L'origine de la violence, de Fabrice Humbert

Quatrième de couv' : Lors d’un voyage scolaire en Allemagne, un jeune professeur découvre au camp de concentration de Buchenwald la photographie d’un détenu dont la ressemblance avec son propre père le stupéfie et ne cesse de l’obséder.
Ce prisonnier, David Wagner, est en fait son véritable grand-père. Peu à peu se met en place l’autre famille, la branche cachée, celle dont personne chez les Fabre n’évoque l’existence… Au cours de sa quête, le jeune homme comprend qu’en remontant à l’origine de la violence, c’est sa propre violence qu’on finit par rencontrer…

Ce roman a obtenu le prix Orange en 2009.

Un roman haletant, au style clair, sec, dépouillé. Sans doute la grande révélation de l’année 2009. François Brunel, Le Journal du Dimanche.

Un puissant hommage à la mémoire des morts. Alexandre Fillon, Lire.

On reste abasourdi par ce torrent de violence souterraine qui peut couler sous les sourires et la bienséance. Un grand livre, vraiment. André Rollin, Le Canard enchaîné.
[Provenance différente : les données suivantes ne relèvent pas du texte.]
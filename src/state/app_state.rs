//! Application-level state.

use super::Notification;

/// The current view/screen.
#[derive(Debug, Clone, Copy, PartialEq, Eq, Default)]
pub enum View {
    #[default]
    Events,
    History,
}

/// Which panel of the events view receives navigation keys.
#[derive(Debug, Clone, Copy, PartialEq, Eq, Default)]
pub enum Focus {
    #[default]
    Events,
    Slip,
}

impl Focus {
    pub fn toggled(self) -> Self {
        match self {
            Self::Events => Self::Slip,
            Self::Slip => Self::Events,
        }
    }
}

/// Input mode for the application.
#[derive(Debug, Clone, Copy, PartialEq, Eq, Default)]
pub enum InputMode {
    #[default]
    Normal,
    /// Typing a stake amount.
    EditStake,
}

/// Global application state.
#[derive(Debug, Default)]
pub struct AppState {
    /// Current view.
    pub current_view: View,
    /// Focused panel.
    pub focus: Focus,
    /// Current input mode.
    pub input_mode: InputMode,
    /// Whether to show help overlay.
    pub show_help: bool,
    /// Current notification.
    pub notification: Option<Notification>,
    /// Current error message.
    pub error: Option<String>,
    /// Whether the app is loading data.
    pub loading: bool,
    /// Where events come from, for the status bar.
    pub source_label: String,
    /// Whether the app should quit.
    pub should_quit: bool,
    /// Current stake input.
    pub input_buffer: String,
    /// Cursor position in input buffer.
    pub cursor_position: usize,
}

impl AppState {
    /// Check if in an input mode.
    pub fn is_editing(&self) -> bool {
        self.input_mode != InputMode::Normal
    }

    /// Start editing with the buffer pre-filled.
    pub fn begin_input(&mut self, mode: InputMode, initial: impl Into<String>) {
        self.input_mode = mode;
        self.input_buffer = initial.into();
        self.cursor_position = self.input_buffer.len();
    }

    /// Leave input mode, returning what was typed.
    pub fn take_input(&mut self) -> String {
        self.input_mode = InputMode::Normal;
        self.cursor_position = 0;
        std::mem::take(&mut self.input_buffer)
    }

    /// Add a character to the input buffer.
    pub fn push_char(&mut self, c: char) {
        self.input_buffer.insert(self.cursor_position, c);
        self.cursor_position += c.len_utf8();
    }

    /// Remove the character before the cursor.
    pub fn pop_char(&mut self) {
        if let Some(c) = self.input_buffer[..self.cursor_position].chars().next_back() {
            self.cursor_position -= c.len_utf8();
            self.input_buffer.remove(self.cursor_position);
        }
    }

    /// Move cursor left.
    pub fn cursor_left(&mut self) {
        if let Some(c) = self.input_buffer[..self.cursor_position].chars().next_back() {
            self.cursor_position -= c.len_utf8();
        }
    }

    /// Move cursor right.
    pub fn cursor_right(&mut self) {
        if let Some(c) = self.input_buffer[self.cursor_position..].chars().next() {
            self.cursor_position += c.len_utf8();
        }
    }
}
//! Betting slip panel.

use ratatui::{
    Frame,
    layout::{Constraint, Direction, Layout, Rect},
    style::{Color, Modifier, Style},
    text::{Line, Span},
    widgets::{Block, Borders, List, ListItem, ListState, Paragraph},
};

use crate::config::KeyBindings;
use crate::state::{Focus, InputMode, Store, format_amount};

const STAKE_PROMPT: &str = "Stake: ";

/// Slip panel widget.
pub struct SlipPanel;

impl SlipPanel {
    /// Render the selected bets and the stake summary.
    pub fn render(frame: &mut Frame, area: Rect, store: &Store, keys: &KeyBindings) {
        let slip = &store.slip;
        let focused = store.app.focus == Focus::Slip;

        let chunks = Layout::default()
            .direction(Direction::Vertical)
            .constraints([Constraint::Min(3), Constraint::Length(6)])
            .split(area);

        let block = Block::default()
            .title(format!(" Betting Slip ({}) ", slip.bet_count()))
            .borders(Borders::ALL)
            .border_style(if focused {
                Style::default().fg(Color::Cyan)
            } else {
                Style::default().fg(Color::DarkGray)
            });

        if slip.has_bets() {
            let items: Vec<ListItem> = slip
                .selected_bets()
                .iter()
                .map(|bet| {
                    ListItem::new(vec![
                        Line::from(Span::styled(
                            bet.event_label.as_str(),
                            Style::default().add_modifier(Modifier::BOLD),
                        )),
                        Line::from(Span::styled(
                            bet.question.as_str(),
                            Style::default().fg(Color::DarkGray),
                        )),
                        Line::from(vec![
                            Span::raw(bet.choice_label.as_str()),
                            Span::raw(" @ "),
                            Span::styled(
                                format!("{:.2}", bet.odd),
                                Style::default().fg(Color::Green),
                            ),
                        ]),
                    ])
                })
                .collect();

            let list = List::new(items)
                .block(block)
                .highlight_style(Style::default().add_modifier(Modifier::REVERSED))
                .highlight_symbol("▶ ");

            let mut state = ListState::default();
            state.select(if focused { slip.selected_index } else { None });
            frame.render_stateful_widget(list, chunks[0], &mut state);
        } else {
            let empty = Paragraph::new(Span::styled(
                "Select a choice to add it here",
                Style::default()
                    .fg(Color::DarkGray)
                    .add_modifier(Modifier::ITALIC),
            ))
            .block(block);
            frame.render_widget(empty, chunks[0]);
        }

        Self::render_summary(frame, chunks[1], store, keys);
    }

    fn render_summary(frame: &mut Frame, area: Rect, store: &Store, keys: &KeyBindings) {
        let slip = &store.slip;
        let editing = store.app.input_mode == InputMode::EditStake;

        let stake_line = if editing {
            Line::from(vec![
                Span::raw(STAKE_PROMPT),
                Span::styled(
                    store.app.input_buffer.as_str(),
                    Style::default().fg(Color::Yellow).add_modifier(Modifier::UNDERLINED),
                ),
            ])
        } else {
            Line::from(vec![
                Span::raw(STAKE_PROMPT),
                Span::styled(
                    format_amount(slip.bet_amount()),
                    Style::default().fg(Color::Yellow),
                ),
                Span::styled(
                    format!("  (min {})", format_amount(slip.rules().min_stake)),
                    Style::default().fg(Color::DarkGray),
                ),
            ])
        };

        let lines = vec![
            stake_line,
            Line::from(vec![
                Span::raw("Total: "),
                Span::styled(slip.calculate_total(), Style::default().fg(Color::White)),
            ]),
            Line::from(vec![
                Span::raw("Potential gain: "),
                Span::styled(
                    slip.calculate_potential_gain(),
                    Style::default()
                        .fg(Color::Green)
                        .add_modifier(Modifier::BOLD),
                ),
            ]),
            Line::from(Span::styled(
                if editing {
                    "Enter to apply, Esc to cancel".to_string()
                } else {
                    format!(
                        "{} submit · {} clear · {} edit stake",
                        keys.submit, keys.clear_slip, keys.edit_stake
                    )
                },
                Style::default().fg(Color::DarkGray),
            )),
        ];

        let block = Block::default()
            .borders(Borders::ALL)
            .border_style(Style::default().fg(Color::DarkGray));
        let inner = block.inner(area);
        frame.render_widget(Paragraph::new(lines).block(block), area);

        if editing {
            let typed = store.app.input_buffer[..store.app.cursor_position]
                .chars()
                .count() as u16;
            let x = inner.x + STAKE_PROMPT.len() as u16 + typed;
            frame.set_cursor_position((x.min(inner.right().saturating_sub(1)), inner.y));
        }
    }
}
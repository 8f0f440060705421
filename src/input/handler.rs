//! Turns terminal input into store actions.

use super::InputEvent;
use crate::config::KeyBindings;
use crate::error::Result;
use crate::state::{Action, Focus, InputMode, Store, View};
use crossterm::event::{
    self, Event as CrosstermEvent, KeyCode, KeyEvent, KeyEventKind, MouseEvent, MouseEventKind,
};
use std::time::Duration;

/// Handles input events and produces actions.
pub struct InputHandler {
    /// Key bindings.
    keybindings: KeyBindings,
    /// How long to wait for input before emitting a tick.
    tick_rate: Duration,
    /// Store state needed for state-aware handling.
    store_snapshot: Option<StoreSnapshot>,
}

/// Snapshot of relevant store state for input handling.
#[derive(Debug, Clone, Default)]
struct StoreSnapshot {
    input_mode: InputMode,
    current_view: View,
    focus: Focus,
    show_help: bool,
    success_visible: bool,
    has_error: bool,
    has_notification: bool,
    /// Event and choice under the cursor in the event list.
    highlighted: Option<(String, String)>,
    /// Key of the bet under the cursor in the slip.
    selected_bet_key: Option<String>,
}

impl InputHandler {
    pub fn new(keybindings: KeyBindings, tick_rate: Duration) -> Self {
        Self {
            keybindings,
            tick_rate,
            store_snapshot: None,
        }
    }

    /// Update the store snapshot for state-aware input handling.
    pub fn update_store_snapshot(&mut self, store: &Store) {
        let highlighted = store
            .catalog
            .selected_event()
            .zip(store.catalog.selected_choice())
            .map(|(event, choice)| (event.id.clone(), choice.id.clone()));

        self.store_snapshot = Some(StoreSnapshot {
            input_mode: store.app.input_mode,
            current_view: store.app.current_view,
            focus: store.app.focus,
            show_help: store.app.show_help,
            success_visible: store.success.is_visible(),
            has_error: store.app.error.is_some(),
            has_notification: store.app.notification.is_some(),
            highlighted,
            selected_bet_key: store.slip.selected_bet().map(|b| b.key.clone()),
        });
    }

    /// Get the next action from user input, or a tick when none arrives.
    pub async fn next(&mut self) -> Result<Option<Action>> {
        if !event::poll(self.tick_rate)? {
            return Ok(Some(Action::Tick));
        }

        match event::read()? {
            CrosstermEvent::Key(key) => Ok(self.handle_key(key)),
            CrosstermEvent::Mouse(mouse) => Ok(self.handle_mouse(mouse)),
            // Resizes are picked up by the next draw.
            _ => Ok(None),
        }
    }

    /// Handle a key event and return an optional action.
    fn handle_key(&self, key: KeyEvent) -> Option<Action> {
        if key.kind != KeyEventKind::Press {
            return None;
        }

        let snapshot = self.store_snapshot.as_ref()?;

        match snapshot.input_mode {
            InputMode::Normal => self.handle_normal_mode(key, snapshot),
            InputMode::EditStake => self.handle_edit_mode(key),
        }
    }

    fn handle_mouse(&self, mouse: MouseEvent) -> Option<Action> {
        match mouse.kind {
            MouseEventKind::ScrollUp => Some(Action::ScrollUp),
            MouseEventKind::ScrollDown => Some(Action::ScrollDown),
            _ => None,
        }
    }

    fn handle_normal_mode(&self, key: KeyEvent, snapshot: &StoreSnapshot) -> Option<Action> {
        let input = InputEvent::from(key);
        let keys = &self.keybindings;

        if snapshot.show_help {
            return (input.matches(&keys.help) || input.matches(&keys.back))
                .then_some(Action::ToggleHelp);
        }

        if input.matches(&keys.back) {
            return if snapshot.success_visible {
                Some(Action::CloseSuccessMessage)
            } else if snapshot.has_error {
                Some(Action::ClearError)
            } else if snapshot.has_notification {
                Some(Action::DismissNotification)
            } else {
                None
            };
        }

        // Global shortcuts
        if input.matches(&keys.quit) {
            return Some(Action::Quit);
        }
        if input.matches(&keys.help) {
            return Some(Action::ToggleHelp);
        }
        if input.matches(&keys.refresh) {
            return Some(Action::LoadEvents);
        }

        // View switching
        if input.matches(&keys.events) {
            return Some(Action::SetView(View::Events));
        }
        if input.matches(&keys.history) {
            return Some(Action::SetView(View::History));
        }

        // Navigation
        if input.matches(&keys.up) || key.code == KeyCode::Up {
            return Some(Action::ScrollUp);
        }
        if input.matches(&keys.down) || key.code == KeyCode::Down {
            return Some(Action::ScrollDown);
        }
        match key.code {
            KeyCode::PageUp => return Some(Action::PageUp),
            KeyCode::PageDown => return Some(Action::PageDown),
            KeyCode::Home => return Some(Action::GoToTop),
            KeyCode::End => return Some(Action::GoToBottom),
            _ => {}
        }

        // Stake and slip, reachable from either panel
        if input.matches(&keys.increase_stake) {
            return Some(Action::IncreaseStake);
        }
        if input.matches(&keys.decrease_stake) {
            return Some(Action::DecreaseStake);
        }
        if input.matches(&keys.reset_stake) {
            return Some(Action::ResetStake);
        }
        if input.matches(&keys.edit_stake) {
            return Some(Action::BeginStakeEdit);
        }
        if input.matches(&keys.submit) {
            return Some(Action::SubmitBets);
        }
        if input.matches(&keys.clear_slip) {
            return Some(Action::ClearAllBets);
        }

        match snapshot.current_view {
            View::Events => self.handle_events_view(key, snapshot),
            View::History => self.handle_history_view(key),
        }
    }

    fn handle_events_view(&self, key: KeyEvent, snapshot: &StoreSnapshot) -> Option<Action> {
        let input = InputEvent::from(key);
        let keys = &self.keybindings;

        if input.matches(&keys.focus) {
            return Some(Action::ToggleFocus);
        }

        match snapshot.focus {
            Focus::Events => {
                if input.matches(&keys.left) || key.code == KeyCode::Left {
                    return Some(Action::PreviousChoice);
                }
                if input.matches(&keys.right) || key.code == KeyCode::Right {
                    return Some(Action::NextChoice);
                }
                if input.matches(&keys.select) || input.matches("Space") {
                    let (event_id, choice_id) = snapshot.highlighted.clone()?;
                    return Some(Action::ToggleBet {
                        event_id,
                        choice_id,
                    });
                }
                None
            }
            Focus::Slip => {
                if input.matches(&keys.remove_bet) || key.code == KeyCode::Delete {
                    return snapshot.selected_bet_key.clone().map(Action::RemoveBet);
                }
                None
            }
        }
    }

    fn handle_history_view(&self, key: KeyEvent) -> Option<Action> {
        let input = InputEvent::from(key);

        if input.matches(&self.keybindings.clear_history) {
            return Some(Action::ClearHistory);
        }

        None
    }

    fn handle_edit_mode(&self, key: KeyEvent) -> Option<Action> {
        match key.code {
            KeyCode::Esc => Some(Action::CancelInput),
            KeyCode::Enter => Some(Action::CommitInput),
            KeyCode::Backspace => Some(Action::InputBackspace),
            KeyCode::Left => Some(Action::InputCursorLeft),
            KeyCode::Right => Some(Action::InputCursorRight),
            KeyCode::Char(c) if !c.is_control() => Some(Action::InputChar(c)),
            _ => None,
        }
    }
}

#[cfg(test)]
mod tests {
    use super::*;
    use crate::catalog::test_support::{sample_event, unlabelled_event};
    use crossterm::event::KeyModifiers;
    use tokio::sync::mpsc;

    fn store() -> Store {
        let (tx, _rx) = mpsc::unbounded_channel();
        let mut store = Store::new(tx);
        store.reduce(Action::EventsLoaded(vec![sample_event(), unlabelled_event()]));
        store
    }

    fn handler_for(store: &Store) -> InputHandler {
        let mut handler = InputHandler::new(KeyBindings::default(), Duration::from_millis(250));
        handler.update_store_snapshot(store);
        handler
    }

    fn key(code: KeyCode) -> KeyEvent {
        KeyEvent::new(code, KeyModifiers::NONE)
    }

    #[test]
    fn test_no_snapshot_no_action() {
        let handler = InputHandler::new(KeyBindings::default(), Duration::from_millis(250));
        assert!(handler.handle_key(key(KeyCode::Char('q'))).is_none());
    }

    #[test]
    fn test_global_keys() {
        let handler = handler_for(&store());
        assert!(matches!(handler.handle_key(key(KeyCode::Char('q'))), Some(Action::Quit)));
        assert!(matches!(handler.handle_key(key(KeyCode::Char('?'))), Some(Action::ToggleHelp)));
        assert!(matches!(handler.handle_key(key(KeyCode::Char('r'))), Some(Action::LoadEvents)));
        assert!(matches!(
            handler.handle_key(key(KeyCode::Char('2'))),
            Some(Action::SetView(View::History))
        ));
        assert!(matches!(handler.handle_key(key(KeyCode::Char('s'))), Some(Action::SubmitBets)));
        assert!(matches!(
            handler.handle_key(KeyEvent::new(KeyCode::Char('+'), KeyModifiers::SHIFT)),
            Some(Action::IncreaseStake)
        ));
        assert!(matches!(handler.handle_key(key(KeyCode::Char('0'))), Some(Action::ResetStake)));
    }

    #[test]
    fn test_enter_toggles_highlighted_choice() {
        let mut store = store();
        store.reduce(Action::NextChoice);
        let handler = handler_for(&store);

        match handler.handle_key(key(KeyCode::Enter)) {
            Some(Action::ToggleBet {
                event_id,
                choice_id,
            }) => {
                assert_eq!(event_id, "event-1");
                assert_eq!(choice_id, "choice-2");
            }
            other => panic!("unexpected action: {:?}", other),
        }
    }

    #[test]
    fn test_enter_without_events_does_nothing() {
        let (tx, _rx) = mpsc::unbounded_channel();
        let handler = handler_for(&Store::new(tx));
        assert!(handler.handle_key(key(KeyCode::Enter)).is_none());
    }

    #[test]
    fn test_remove_uses_selected_slip_bet() {
        let mut store = store();
        store.reduce(Action::ToggleBet {
            event_id: "event-1".to_string(),
            choice_id: "choice-3".to_string(),
        });
        store.reduce(Action::ToggleFocus);
        store.reduce(Action::GoToTop);
        let handler = handler_for(&store);

        match handler.handle_key(key(KeyCode::Char('d'))) {
            Some(Action::RemoveBet(key)) => assert_eq!(key, "event-1-choice-3"),
            other => panic!("unexpected action: {:?}", other),
        }
        // Choice keys do nothing while the slip has focus.
        assert!(handler.handle_key(key(KeyCode::Char('l'))).is_none());
    }

    #[test]
    fn test_escape_closes_success_first() {
        let mut snapshot = StoreSnapshot {
            success_visible: true,
            has_error: true,
            ..Default::default()
        };
        let mut handler = InputHandler::new(KeyBindings::default(), Duration::from_millis(250));
        handler.store_snapshot = Some(snapshot.clone());
        assert!(matches!(
            handler.handle_key(key(KeyCode::Esc)),
            Some(Action::CloseSuccessMessage)
        ));

        snapshot.success_visible = false;
        handler.store_snapshot = Some(snapshot);
        assert!(matches!(handler.handle_key(key(KeyCode::Esc)), Some(Action::ClearError)));
    }

    #[test]
    fn test_help_overlay_swallows_keys() {
        let mut store = store();
        store.reduce(Action::ToggleHelp);
        let handler = handler_for(&store);
        assert!(handler.handle_key(key(KeyCode::Char('q'))).is_none());
        assert!(matches!(handler.handle_key(key(KeyCode::Esc)), Some(Action::ToggleHelp)));
    }

    #[test]
    fn test_edit_mode_keys() {
        let mut store = store();
        store.reduce(Action::BeginStakeEdit);
        let handler = handler_for(&store);

        assert!(matches!(handler.handle_key(key(KeyCode::Char('q'))), Some(Action::InputChar('q'))));
        assert!(matches!(handler.handle_key(key(KeyCode::Enter)), Some(Action::CommitInput)));
        assert!(matches!(handler.handle_key(key(KeyCode::Esc)), Some(Action::CancelInput)));
        assert!(matches!(
            handler.handle_key(key(KeyCode::Backspace)),
            Some(Action::InputBackspace)
        ));
    }

    #[test]
    fn test_history_view_clear() {
        let mut store = store();
        store.reduce(Action::SetView(View::History));
        let handler = handler_for(&store);
        assert!(matches!(handler.handle_key(key(KeyCode::Char('x'))), Some(Action::ClearHistory)));
        assert!(handler.handle_key(key(KeyCode::Tab)).is_none());
    }
}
Mon avis : Ce livre traînait dans ma PAL depuis très longtemps. Au moins 4 ans je dirais. Et pourtant quand je l'ai acheté, le sujet m'intéressait beaucoup, et puis finalement je ne l'ai lu que maintenant.
Cela dit, j'ai bien fait de le garder car ce livre est vraiment un bon livre.
Tout d'abord l'histoire m'intéressait : un homme découvre lors d'un voyage à Buchenwald une photo d'un détenu qui ressemble à son père. Intrigué, il va enquêter (ça j'adore), puis découvrir qu'il s'agit en fait de son grand-père (je ne vous spoile rien). Le roman est en deux parties, la première est dédiée à cette recherche et aux révélations. La seconde est plus dans le présent, il va parler de sa vie à lui, de l'enseignement dans les banlieues, de sa violence, de ses grands-pères, de leurs vies, de leurs morts, de son amour pour une Allemande, petite-fille d'un nazi.
La deuxième partie m'a paru moins rythmée, au début j'ai eu peur de ne pas aimer celle-ci. Et finalement, l'auteur arrive à nous tenir en haleine sur certains sujets.
J'ai encore une fois appris plein de choses sur les camps de concentrations, sur les SS et leur barbarie qui relevait d'une grande absurdité, ou d'une grande folie. J'en ai appris un peu plus sur Ilse Koch, cette femme absolument horrible, bien que je ne sache pas si tout est vrai.
C'est un peu le seul problème de ce livre c'est qu'on ne sait jamais ce qui est vrai et ce qui est faux.

C'est une réelle quête d'identité, avec en toile de fond la Shoah, mais aussi la bourgeoisie française du milieu du XXè siècle.
Pour moi qui suis extrêmement curieuse de cette période de l'histoire, ça m'a beaucoup plu.